Work instruction:
Reproduce the entire listing below exactly.

· · · · ·

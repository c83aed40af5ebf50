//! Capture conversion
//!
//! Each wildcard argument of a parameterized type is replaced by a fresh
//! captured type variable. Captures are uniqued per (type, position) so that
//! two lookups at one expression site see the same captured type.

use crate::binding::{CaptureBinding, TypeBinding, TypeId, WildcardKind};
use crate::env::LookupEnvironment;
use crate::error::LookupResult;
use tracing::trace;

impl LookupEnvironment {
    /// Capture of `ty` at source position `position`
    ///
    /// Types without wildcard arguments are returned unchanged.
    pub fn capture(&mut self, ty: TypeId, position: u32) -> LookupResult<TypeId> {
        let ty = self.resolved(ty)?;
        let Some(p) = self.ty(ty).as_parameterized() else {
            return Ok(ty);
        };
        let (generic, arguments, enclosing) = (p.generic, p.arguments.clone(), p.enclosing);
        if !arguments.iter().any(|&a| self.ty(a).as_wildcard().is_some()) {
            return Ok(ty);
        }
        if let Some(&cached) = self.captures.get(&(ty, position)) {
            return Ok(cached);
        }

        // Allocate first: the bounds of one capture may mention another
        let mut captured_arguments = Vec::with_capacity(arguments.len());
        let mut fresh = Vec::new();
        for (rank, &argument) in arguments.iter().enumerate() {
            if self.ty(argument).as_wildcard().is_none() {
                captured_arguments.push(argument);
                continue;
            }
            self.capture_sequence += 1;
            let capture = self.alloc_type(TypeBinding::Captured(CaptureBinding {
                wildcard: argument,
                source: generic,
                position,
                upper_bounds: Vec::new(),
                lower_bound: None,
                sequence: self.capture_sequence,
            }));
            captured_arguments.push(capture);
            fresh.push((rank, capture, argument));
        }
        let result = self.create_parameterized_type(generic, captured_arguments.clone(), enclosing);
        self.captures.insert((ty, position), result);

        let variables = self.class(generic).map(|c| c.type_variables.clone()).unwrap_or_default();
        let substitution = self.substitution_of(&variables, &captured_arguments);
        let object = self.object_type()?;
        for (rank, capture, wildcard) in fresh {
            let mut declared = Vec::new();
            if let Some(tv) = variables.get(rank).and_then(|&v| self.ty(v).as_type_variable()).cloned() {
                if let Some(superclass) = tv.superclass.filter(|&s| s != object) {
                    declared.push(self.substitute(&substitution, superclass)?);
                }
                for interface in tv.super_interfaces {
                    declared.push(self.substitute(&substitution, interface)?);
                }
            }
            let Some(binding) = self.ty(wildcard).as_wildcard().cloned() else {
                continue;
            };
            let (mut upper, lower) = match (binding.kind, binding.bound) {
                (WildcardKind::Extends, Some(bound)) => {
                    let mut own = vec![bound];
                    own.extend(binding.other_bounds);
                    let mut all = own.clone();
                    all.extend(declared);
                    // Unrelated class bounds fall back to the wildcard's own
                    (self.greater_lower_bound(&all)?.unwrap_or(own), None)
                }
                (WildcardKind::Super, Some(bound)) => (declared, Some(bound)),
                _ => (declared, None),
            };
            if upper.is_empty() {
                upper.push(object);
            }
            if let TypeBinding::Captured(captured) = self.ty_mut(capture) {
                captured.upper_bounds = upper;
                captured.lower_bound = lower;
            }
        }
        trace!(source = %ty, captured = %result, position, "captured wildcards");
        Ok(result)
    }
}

· · · · ·

Answer to this problem:
repository c83aed40af5ebf50
//! Capture conversion
//!
//! Each wildcard argument of a parameterized type is replaced by a fresh
//! captured type variable. Captures are uniqued per (type, position) so that
//! two lookups at one expression site see the same captured type.

use crate::binding::{CaptureBinding, TypeBinding, TypeId, WildcardKind};
use crate::env::LookupEnvironment;
use crate::error::LookupResult;
use tracing::trace;

impl LookupEnvironment {
    /// Capture of `ty` at source position `position`
    ///
    /// Types without wildcard arguments are returned unchanged.
    pub fn capture(&mut self, ty: TypeId, position: u32) -> LookupResult<TypeId> {
        let ty = self.resolved(ty)?;
        let Some(p) = self.ty(ty).as_parameterized() else {
            return Ok(ty);
        };
        let (generic, arguments, enclosing) = (p.generic, p.arguments.clone(), p.enclosing);
        if !arguments.iter().any(|&a| self.ty(a).as_wildcard().is_some()) {
            return Ok(ty);
        }
        if let Some(&cached) = self.captures.get(&(ty, position)) {
            return Ok(cached);
        }

        // Allocate first: the bounds of one capture may mention another
        let mut captured_arguments = Vec::with_capacity(arguments.len());
        let mut fresh = Vec::new();
        for (rank, &argument) in arguments.iter().enumerate() {
            if self.ty(argument).as_wildcard().is_none() {
                captured_arguments.push(argument);
                continue;
            }
            self.capture_sequence += 1;
            let capture = self.alloc_type(TypeBinding::Captured(CaptureBinding {
                wildcard: argument,
                source: generic,
                position,
                upper_bounds: Vec::new(),
                lower_bound: None,
                sequence: self.capture_sequence,
            }));
            captured_arguments.push(capture);
            fresh.push((rank, capture, argument));
        }
        let result = self.create_parameterized_type(generic, captured_arguments.clone(), enclosing);
        self.captures.insert((ty, position), result);

        let variables = self.class(generic).map(|c| c.type_variables.clone()).unwrap_or_default();
        let substitution = self.substitution_of(&variables, &captured_arguments);
        let object = self.object_type()?;
        for (rank, capture, wildcard) in fresh {
            let mut declared = Vec::new();
            if let Some(tv) = variables.get(rank).and_then(|&v| self.ty(v).as_type_variable()).cloned() {
                if let Some(superclass) = tv.superclass.filter(|&s| s != object) {
                    declared.push(self.substitute(&substitution, superclass)?);
                }
                for interface in tv.super_interfaces {
                    declared.push(self.substitute(&substitution, interface)?);
                }
            }
            let Some(binding) = self.ty(wildcard).as_wildcard().cloned() else {
                continue;
            };
            let (mut upper, lower) = match (binding.kind, binding.bound) {
                (WildcardKind::Extends, Some(bound)) => {
                    let mut own = vec![bound];
                    own.extend(binding.other_bounds);
                    let mut all = own.clone();
                    all.extend(declared);
                    // Unrelated class bounds fall back to the wildcard's own
                    (self.greater_lower_bound(&all)?.unwrap_or(own), None)
                }
                (WildcardKind::Super, Some(bound)) => (declared, Some(bound)),
                _ => (declared, None),
            };
            if upper.is_empty() {
                upper.push(object);
            }
            if let TypeBinding::Captured(captured) = self.ty_mut(capture) {
                captured.upper_bounds = upper;
                captured.lower_bound = lower;
            }
        }
        trace!(source = %ty, captured = %result, position, "captured wildcards");
        Ok(result)
    }
}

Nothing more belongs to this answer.